■ **The problem**
The answer must consist of every line in the data below that holds the word "Some".

[Stored data]
_ _ _ _ _

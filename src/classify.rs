//! Tolerance check of measured dimensions against a nominal part.

use crate::calibration::PartSpec;
use serde::{Deserialize, Serialize};
use std::fmt;

/// Binary inspection verdict. Serialized and displayed as `ACCEPTED` /
/// `REJECTED`, the tags used in reports.
#[derive(Clone, Copy, Debug, PartialEq, Eq, Hash, Serialize, Deserialize)]
#[serde(rename_all = "SCREAMING_SNAKE_CASE")]
pub enum Verdict {
    Accepted,
    Rejected,
}

impl Verdict {
    pub fn as_str(&self) -> &'static str {
        match self {
            Verdict::Accepted => "ACCEPTED",
            Verdict::Rejected => "REJECTED",
        }
    }

    pub fn parse(tag: &str) -> Option<Self> {
        match tag.trim() {
            "ACCEPTED" => Some(Verdict::Accepted),
            "REJECTED" => Some(Verdict::Rejected),
            _ => None,
        }
    }
}

impl fmt::Display for Verdict {
    fn fmt(&self, f: &mut fmt::Formatter<'_>) -> fmt::Result {
        f.write_str(self.as_str())
    }
}

/// Signed deviation of a measurement from nominal (measured − nominal).
#[derive(Clone, Copy, Debug, PartialEq, Serialize)]
#[serde(rename_all = "camelCase")]
pub struct Deviation {
    pub length_mm: f64,
    pub width_mm: f64,
}

impl Deviation {
    pub fn of(length_mm: f64, width_mm: f64, part: &PartSpec) -> Self {
        Self {
            length_mm: length_mm - part.nominal_length_mm,
            width_mm: width_mm - part.nominal_width_mm,
        }
    }

    /// Both axes within `tolerance_mm`, boundary included.
    pub fn within(&self, tolerance_mm: f64) -> bool {
        self.length_mm.abs() <= tolerance_mm && self.width_mm.abs() <= tolerance_mm
    }
}

/// Accepted iff both length and width lie within `tolerance_mm` of nominal.
pub fn classify(length_mm: f64, width_mm: f64, part: &PartSpec, tolerance_mm: f64) -> Verdict {
    if Deviation::of(length_mm, width_mm, part).within(tolerance_mm) {
        Verdict::Accepted
    } else {
        Verdict::Rejected
    }
}

#[cfg(test)]
mod tests {
    use super::*;

    fn m6x25() -> PartSpec {
        PartSpec::new("M6x25", 31.0, 10.0)
    }

    #[test]
    fn both_axes_inside_is_accepted() {
        assert_eq!(classify(30.5, 10.1, &m6x25(), 1.5), Verdict::Accepted);
    }

    #[test]
    fn boundary_is_inclusive_on_both_sides() {
        let part = m6x25();
        assert_eq!(classify(32.5, 8.5, &part, 1.5), Verdict::Accepted);
        assert_eq!(classify(29.5, 11.5, &part, 1.5), Verdict::Accepted);
    }

    #[test]
    fn any_excess_on_either_axis_rejects() {
        let part = m6x25();
        let eps = 1e-9;
        assert_eq!(classify(32.5 + eps, 10.0, &part, 1.5), Verdict::Rejected);
        assert_eq!(classify(31.0, 11.5 + eps, &part, 1.5), Verdict::Rejected);
        assert_eq!(classify(35.0, 10.1, &part, 1.5), Verdict::Rejected);
    }

    #[test]
    fn length_alone_is_not_enough() {
        let part = PartSpec::new("M8x16", 24.0, 13.0);
        assert_eq!(classify(24.0, 10.0, &part, 1.5), Verdict::Rejected);
    }

    #[test]
    fn zero_tolerance_requires_exact_match() {
        let part = m6x25();
        assert_eq!(classify(31.0, 10.0, &part, 0.0), Verdict::Accepted);
        assert_eq!(classify(31.0, 10.01, &part, 0.0), Verdict::Rejected);
    }

    #[test]
    fn verdict_tags_round_trip_through_text() {
        assert_eq!(Verdict::Accepted.to_string(), "ACCEPTED");
        assert_eq!(Verdict::parse(" REJECTED "), Some(Verdict::Rejected));
        assert_eq!(Verdict::parse("ok"), None);
        assert_eq!(
            serde_json::to_string(&Verdict::Rejected).unwrap(),
            "\"REJECTED\""
        );
    }
}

_ _ _ _ _

■ **Answer box**
            "ACCEPTED" => Some(Verdict::Accepted),
            "REJECTED" => Some(Verdict::Rejected),
        assert_eq!(Verdict::parse(" REJECTED "), Some(Verdict::Rejected));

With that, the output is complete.